The pathogenesis of Cushing's disease, which is caused by pituitary corticotroph adenoma, remains to be studied. Secreted angioinhibitory factor thrombospondin-1 (TSP-1) is an adhesive glycoprotein that mediates cell-to-cell and cell-to-matrix interactions and is associated with platelet aggregation, angiogenesis and tumorigenesis. We have found that the expression of TSP-1 is significantly lower in human pituitary corticotroph tumours compared with normal adenohypophysis. This study aims to elucidate the role of TSP-1 in regulating the tumour function of pituitary adenomas. Forced overexpression of TSP-1 in a murine AtT20 pituitary corticotroph tumour cell line decreased corticotroph precursor hormone proopiomelanocortin (POMC) transcription and adrenocorticotropic hormone (ACTH) secretion. Functional studies showed that TSP-1 overexpression in pituitary adenoma cells suppressed proliferation, migration and invasion. We have demonstrated that TSP-1 is a direct target of miR-449c.
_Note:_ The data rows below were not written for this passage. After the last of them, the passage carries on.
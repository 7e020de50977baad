use crate::infra::{AppState, SuggestionBackend};
use axum::http::{header, StatusCode};
use axum::response::IntoResponse;
use axum::Extension;
use axum::Json;
use gymdesk::advisor::{advisor_router, AdvisorState};
use gymdesk::scheduling::{scheduling_router, InMemoryEntityStore, SchedulingState};
use serde_json::json;

pub(crate) fn with_scheduling_routes(
    scheduling: SchedulingState<InMemoryEntityStore>,
    advisor: AdvisorState<InMemoryEntityStore, SuggestionBackend>,
) -> axum::Router {
    scheduling_router(scheduling)
        .merge(advisor_router(advisor))
        .route("/health", axum::routing::get(healthcheck))
        .route("/ready", axum::routing::get(readiness_endpoint))
        .route("/metrics", axum::routing::get(metrics_endpoint))
}

pub(crate) async fn healthcheck() -> Json<serde_json::Value> {
    Json(json!({ "status": "ok" }))
}

pub(crate) async fn readiness_endpoint(Extension(state): Extension<AppState>) -> impl IntoResponse {
    let ready = state.readiness.load(std::sync::atomic::Ordering::Relaxed);
    let status = if ready {
        StatusCode::OK
    } else {
        StatusCode::SERVICE_UNAVAILABLE
    };

    let payload = if ready {
        json!({ "status": "ready" })
    } else {
        json!({ "status": "initializing" })
    };

    (status, Json(payload))
}

pub(crate) async fn metrics_endpoint(Extension(state): Extension<AppState>) -> impl IntoResponse {
    (
        StatusCode::OK,
        [(header::CONTENT_TYPE, "text/plain; version=0.0.4")],
        state.metrics.render(),
    )
}
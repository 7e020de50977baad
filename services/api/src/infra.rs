use chrono::{NaiveDate, NaiveTime};
use gymdesk::advisor::gemini::GeminiClient;
use gymdesk::advisor::{GenerationError, TextGenerator};
use gymdesk::scheduling::{
    InMemoryEntityStore, Member, MemberId, Role, ServiceId, ServiceOffering, Trainer, TrainerId,
    Venue, VenueId,
};
use metrics_exporter_prometheus::PrometheusHandle;
use std::sync::atomic::AtomicBool;
use std::sync::Arc;

#[derive(Clone)]
pub(crate) struct AppState {
    pub(crate) readiness: Arc<AtomicBool>,
    pub(crate) metrics: Arc<PrometheusHandle>,
}

/// Suggestion backend selected at startup: Gemini when an API key is
/// configured, otherwise a stub whose failure triggers the advisor's
/// degraded fallback text.
pub(crate) enum SuggestionBackend {
    Gemini(GeminiClient),
    Disabled,
}

impl TextGenerator for SuggestionBackend {
    fn generate(
        &self,
        system_prompt: &str,
        user_prompt: &str,
    ) -> Result<String, GenerationError> {
        match self {
            SuggestionBackend::Gemini(client) => client.generate(system_prompt, user_prompt),
            SuggestionBackend::Disabled => Err(GenerationError::Backend(
                "no generation api key configured".to_string(),
            )),
        }
    }
}

fn t(hour: u32, minute: u32) -> NaiveTime {
    NaiveTime::from_hms_opt(hour, minute, 0).expect("static seed time")
}

fn date(year: i32, month: u32, day: u32) -> NaiveDate {
    NaiveDate::from_ymd_opt(year, month, day).expect("static seed date")
}

/// Development fixture: two venues with their trainers, services, an admin
/// account, and two members. Replaced by a relational store in deployment.
pub(crate) fn seed_demo_data(store: &InMemoryEntityStore) {
    store.add_venue(Venue {
        id: VenueId(1),
        name: "Gymdesk Downtown".to_string(),
        address: "1 Main Street".to_string(),
        opens_at: t(8, 0),
        closes_at: t(22, 0),
        description: Some("Flagship venue with full equipment floor".to_string()),
    });
    store.add_venue(Venue {
        id: VenueId(2),
        name: "Gymdesk Riverside".to_string(),
        address: "14 Quay Road".to_string(),
        opens_at: t(7, 0),
        closes_at: t(21, 0),
        description: Some("Pool and studio classes".to_string()),
    });

    store.add_trainer(Trainer {
        id: TrainerId(1),
        name: "Aylin Demir".to_string(),
        specialties: "strength, conditioning".to_string(),
        phone: Some("+90 555 000 0001".to_string()),
        email: Some("aylin@gymdesk.example".to_string()),
        avail_start: t(9, 0),
        avail_end: t(17, 0),
        venue_id: VenueId(1),
        service_ids: vec![ServiceId(1), ServiceId(2)],
    });
    store.add_trainer(Trainer {
        id: TrainerId(2),
        name: "Burak Sahin".to_string(),
        specialties: "pilates, mobility".to_string(),
        phone: None,
        email: Some("burak@gymdesk.example".to_string()),
        avail_start: t(12, 0),
        avail_end: t(20, 0),
        venue_id: VenueId(1),
        service_ids: vec![ServiceId(2)],
    });
    store.add_trainer(Trainer {
        id: TrainerId(3),
        name: "Cem Yildiz".to_string(),
        specialties: "swimming".to_string(),
        phone: None,
        email: None,
        avail_start: t(10, 0),
        avail_end: t(18, 0),
        venue_id: VenueId(2),
        service_ids: vec![ServiceId(3)],
    });

    store.add_service(ServiceOffering {
        id: ServiceId(1),
        name: "Personal Training".to_string(),
        duration_minutes: 60,
        fee: 400,
        description: Some("One-on-one strength session".to_string()),
        venue_id: VenueId(1),
    });
    store.add_service(ServiceOffering {
        id: ServiceId(2),
        name: "Pilates".to_string(),
        duration_minutes: 50,
        fee: 300,
        description: None,
        venue_id: VenueId(1),
    });
    store.add_service(ServiceOffering {
        id: ServiceId(3),
        name: "Swimming Lesson".to_string(),
        duration_minutes: 45,
        fee: 350,
        description: None,
        venue_id: VenueId(2),
    });

    store.add_member(Member {
        id: MemberId(1),
        name: "Gym Admin".to_string(),
        email: "admin@gymdesk.example".to_string(),
        phone: None,
        registered_on: date(2024, 1, 10),
        role: Role::Admin,
    });
    store.add_member(Member {
        id: MemberId(2),
        name: "Deniz Kaya".to_string(),
        email: "deniz@gymdesk.example".to_string(),
        phone: Some("+90 555 000 0002".to_string()),
        registered_on: date(2025, 3, 1),
        role: Role::Member,
    });
    store.add_member(Member {
        id: MemberId(3),
        name: "Ece Aydin".to_string(),
        email: "ece@gymdesk.example".to_string(),
        phone: None,
        registered_on: date(2025, 4, 15),
        role: Role::Member,
    });
}

pub(crate) fn parse_date(raw: &str) -> Result<NaiveDate, String> {
    NaiveDate::parse_from_str(raw.trim(), "%Y-%m-%d")
        .map_err(|err| format!("failed to parse '{raw}' as YYYY-MM-DD ({err})"))
}

pub(crate) fn parse_time(raw: &str) -> Result<NaiveTime, String> {
    let trimmed = raw.trim();
    NaiveTime::parse_from_str(trimmed, "%H:%M")
        .or_else(|_| NaiveTime::parse_from_str(trimmed, "%H:%M:%S"))
        .map_err(|err| format!("failed to parse '{raw}' as HH:MM ({err})"))
}
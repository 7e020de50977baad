mod cli;
mod demo;
mod infra;
mod routes;
mod server;

use gymdesk::error::AppError;

pub async fn run() -> Result<(), AppError> {
    cli::run().await
}
use std::env;
use std::fmt;
use std::net::{IpAddr, SocketAddr};

/// Runtime stage the service runs in. Only affects logging defaults and
/// operator-facing output; the scheduling rules are identical everywhere.
#[derive(Debug, Clone, Copy, PartialEq, Eq)]
pub enum AppEnvironment {
    Development,
    Test,
    Production,
}

impl AppEnvironment {
    fn parse(value: &str) -> Self {
        match value.trim().to_ascii_lowercase().as_str() {
            "prod" | "production" => Self::Production,
            "test" | "ci" => Self::Test,
            _ => Self::Development,
        }
    }
}

/// Application configuration, assembled from the process environment.
#[derive(Debug, Clone)]
pub struct AppConfig {
    pub environment: AppEnvironment,
    pub server: ServerConfig,
    pub telemetry: TelemetryConfig,
    pub advisor: AdvisorConfig,
}

impl AppConfig {
    /// Reads `APP_*` and `GEMINI_*` variables, falling back to development
    /// defaults. A `.env` file is honored when present.
    pub fn load() -> Result<Self, ConfigError> {
        dotenvy::dotenv().ok();

        let environment = AppEnvironment::parse(
            &env::var("APP_ENV").unwrap_or_else(|_| "development".to_string()),
        );

        let host = env::var("APP_HOST").unwrap_or_else(|_| "127.0.0.1".to_string());
        let port = env::var("APP_PORT")
            .unwrap_or_else(|_| "3000".to_string())
            .parse::<u16>()
            .map_err(|_| ConfigError::InvalidPort)?;

        let log_level = env::var("APP_LOG_LEVEL").unwrap_or_else(|_| "info".to_string());

        // A blank key means disabled, same as an absent one.
        let gemini_api_key = env::var("GEMINI_API_KEY").ok().filter(|key| !key.is_empty());
        let gemini_model =
            env::var("GEMINI_MODEL").unwrap_or_else(|_| "gemini-2.0-flash".to_string());

        Ok(Self {
            environment,
            server: ServerConfig { host, port },
            telemetry: TelemetryConfig { log_level },
            advisor: AdvisorConfig {
                gemini_api_key,
                gemini_model,
            },
        })
    }
}

/// HTTP listener binding.
#[derive(Debug, Clone)]
pub struct ServerConfig {
    pub host: String,
    pub port: u16,
}

impl ServerConfig {
    /// Resolves the configured host and port to a socket address. `localhost`
    /// is accepted as a convenience alias for the IPv4 loopback.
    pub fn socket_addr(&self) -> Result<SocketAddr, ConfigError> {
        if self.host.eq_ignore_ascii_case("localhost") {
            return Ok(SocketAddr::new(IpAddr::from([127, 0, 0, 1]), self.port));
        }

        let ip: IpAddr = self
            .host
            .parse()
            .map_err(|source| ConfigError::InvalidHost { source })?;

        Ok(SocketAddr::new(ip, self.port))
    }
}

/// Log filter settings consumed by the telemetry module.
#[derive(Debug, Clone)]
pub struct TelemetryConfig {
    pub log_level: String,
}

/// Credentials for the external text-generation collaborator.
///
/// A missing key is not an error: the advisor degrades to a canned message.
#[derive(Debug, Clone)]
pub struct AdvisorConfig {
    pub gemini_api_key: Option<String>,
    pub gemini_model: String,
}

#[derive(Debug)]
pub enum ConfigError {
    InvalidPort,
    InvalidHost { source: std::net::AddrParseError },
}

impl fmt::Display for ConfigError {
    fn fmt(&self, f: &mut fmt::Formatter<'_>) -> fmt::Result {
        match self {
            ConfigError::InvalidPort => write!(f, "APP_PORT must be a valid u16"),
            ConfigError::InvalidHost { .. } => {
                write!(f, "APP_HOST must be an IPv4/IPv6 address or 'localhost'")
            }
        }
    }
}

impl std::error::Error for ConfigError {
    fn source(&self) -> Option<&(dyn std::error::Error + 'static)> {
        match self {
            ConfigError::InvalidPort => None,
            ConfigError::InvalidHost { source } => Some(source),
        }
    }
}
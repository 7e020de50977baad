use std::collections::HashMap;
use std::sync::{Arc, Mutex};

use chrono::Utc;

use super::authz::capabilities_for;
use super::domain::{
    Actor, Appointment, AppointmentDraft, AppointmentId, AppointmentRecord, TrainerId,
};
use super::store::{EntityStore, StoreError};
use super::validation::{AppointmentValidator, ValidationReport};

/// Error raised by the booking service.
#[derive(Debug, thiserror::Error)]
pub enum BookingError {
    #[error("appointment rejected: {0}")]
    Rejected(ValidationReport),
    #[error("access denied: {0}")]
    AccessDenied(&'static str),
    #[error("appointment not found")]
    NotFound,
    #[error("appointment was modified concurrently; re-fetch and retry")]
    ConcurrentModification,
    #[error(transparent)]
    Store(StoreError),
}

impl From<StoreError> for BookingError {
    fn from(err: StoreError) -> Self {
        match err {
            StoreError::NotFound => BookingError::NotFound,
            StoreError::VersionMismatch => BookingError::ConcurrentModification,
            other => BookingError::Store(other),
        }
    }
}

/// Applies role-based field protection and commits appointments through the
/// validator.
///
/// The conflict check and the commit are serialized per trainer: without the
/// lock, two concurrent requests could both pass the overlap scan and then
/// both insert, double-booking the trainer.
pub struct BookingService<S> {
    store: Arc<S>,
    validator: AppointmentValidator<S>,
    trainer_locks: Mutex<HashMap<TrainerId, Arc<Mutex<()>>>>,
}

impl<S: EntityStore> BookingService<S> {
    pub fn new(store: Arc<S>) -> Self {
        let validator = AppointmentValidator::new(store.clone());
        Self {
            store,
            validator,
            trainer_locks: Mutex::new(HashMap::new()),
        }
    }

    fn trainer_lock(&self, trainer: TrainerId) -> Arc<Mutex<()>> {
        let mut table = self
            .trainer_locks
            .lock()
            .expect("trainer lock table poisoned");
        table.entry(trainer).or_default().clone()
    }

    /// Create an appointment for the actor, validating the full rule chain.
    pub fn create(
        &self,
        mut draft: AppointmentDraft,
        actor: &Actor,
    ) -> Result<AppointmentRecord, BookingError> {
        let caps = capabilities_for(actor.role);
        if !caps.can_set_arbitrary_owner {
            draft.member_id = actor.member_id;
        }
        if !caps.can_set_approval {
            draft.approved = false;
        }

        let slot = self.trainer_lock(draft.trainer_id);
        let _guard = slot.lock().expect("trainer slot lock poisoned");

        let report = self.validator.validate(&draft, None)?;
        if !report.is_ok() {
            return Err(BookingError::Rejected(report));
        }

        // The validator guarantees the service resolves; the fee is always
        // taken from it, never from the client.
        let service = self
            .store
            .service(draft.service_id)?
            .ok_or(BookingError::NotFound)?;

        let appointment = Appointment {
            member_id: draft.member_id,
            trainer_id: draft.trainer_id,
            service_id: draft.service_id,
            venue_id: draft.venue_id,
            date: draft.date,
            start: draft.start,
            end: draft.end,
            fee: service.fee,
            approved: draft.approved,
            note: draft.note,
            created_at: Utc::now(),
        };

        let record = self.store.insert_appointment(appointment)?;
        tracing::info!(
            appointment = record.id.0,
            trainer = record.appointment.trainer_id.0,
            member = record.appointment.member_id.0,
            "appointment booked"
        );
        Ok(record)
    }

    /// Update an appointment, excluding its own record from the conflict scan.
    ///
    /// Non-admins may only touch their own appointments and cannot flip the
    /// approved flag; the stored value is preserved for them. The draft's
    /// version token must match the stored record or the update is rejected
    /// as a concurrent modification.
    pub fn update(
        &self,
        id: AppointmentId,
        mut draft: AppointmentDraft,
        actor: &Actor,
    ) -> Result<AppointmentRecord, BookingError> {
        let existing = self.store.appointment(id)?.ok_or(BookingError::NotFound)?;

        let caps = capabilities_for(actor.role);
        if !caps.can_set_arbitrary_owner {
            if existing.appointment.member_id != actor.member_id {
                return Err(BookingError::AccessDenied(
                    "appointment belongs to another member",
                ));
            }
            draft.member_id = actor.member_id;
        }
        if !caps.can_set_approval {
            draft.approved = existing.appointment.approved;
        }

        if let Some(version) = draft.version {
            if version != existing.version {
                return Err(BookingError::ConcurrentModification);
            }
        }

        let slot = self.trainer_lock(draft.trainer_id);
        let _guard = slot.lock().expect("trainer slot lock poisoned");

        let report = self.validator.validate(&draft, Some(id))?;
        if !report.is_ok() {
            return Err(BookingError::Rejected(report));
        }

        let service = self
            .store
            .service(draft.service_id)?
            .ok_or(BookingError::NotFound)?;

        let updated = AppointmentRecord {
            id,
            version: existing.version,
            appointment: Appointment {
                member_id: draft.member_id,
                trainer_id: draft.trainer_id,
                service_id: draft.service_id,
                venue_id: draft.venue_id,
                date: draft.date,
                start: draft.start,
                end: draft.end,
                fee: service.fee,
                approved: draft.approved,
                note: draft.note,
                created_at: existing.appointment.created_at,
            },
        };

        Ok(self.store.update_appointment(updated)?)
    }

    /// Delete an appointment. Owners and admins only.
    pub fn delete(&self, id: AppointmentId, actor: &Actor) -> Result<(), BookingError> {
        let existing = self.store.appointment(id)?.ok_or(BookingError::NotFound)?;

        let caps = capabilities_for(actor.role);
        if !caps.can_set_arbitrary_owner && existing.appointment.member_id != actor.member_id {
            return Err(BookingError::AccessDenied(
                "appointment belongs to another member",
            ));
        }

        self.store.delete_appointment(id)?;
        tracing::info!(appointment = id.0, "appointment deleted");
        Ok(())
    }
}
Further study showed that miR-449c activity enhanced tumorigenesis by directly inhibiting TSP-1 expression. Low expression of lncTHBS1, along with low expression of TSP-1, was associated with the high expression of miR-449c in Cushing's disease patients. Furthermore, RNA-immunoprecipitation associates miR-449c with lncTHBS1 suggesting that lncTHBS1 might be a negative regulator of miR-449c. Taken together, this study has demonstrated that lncTHBS1 might function as competing endogenous RNA for miR-449c, which could suppress the development of Cushing's disease.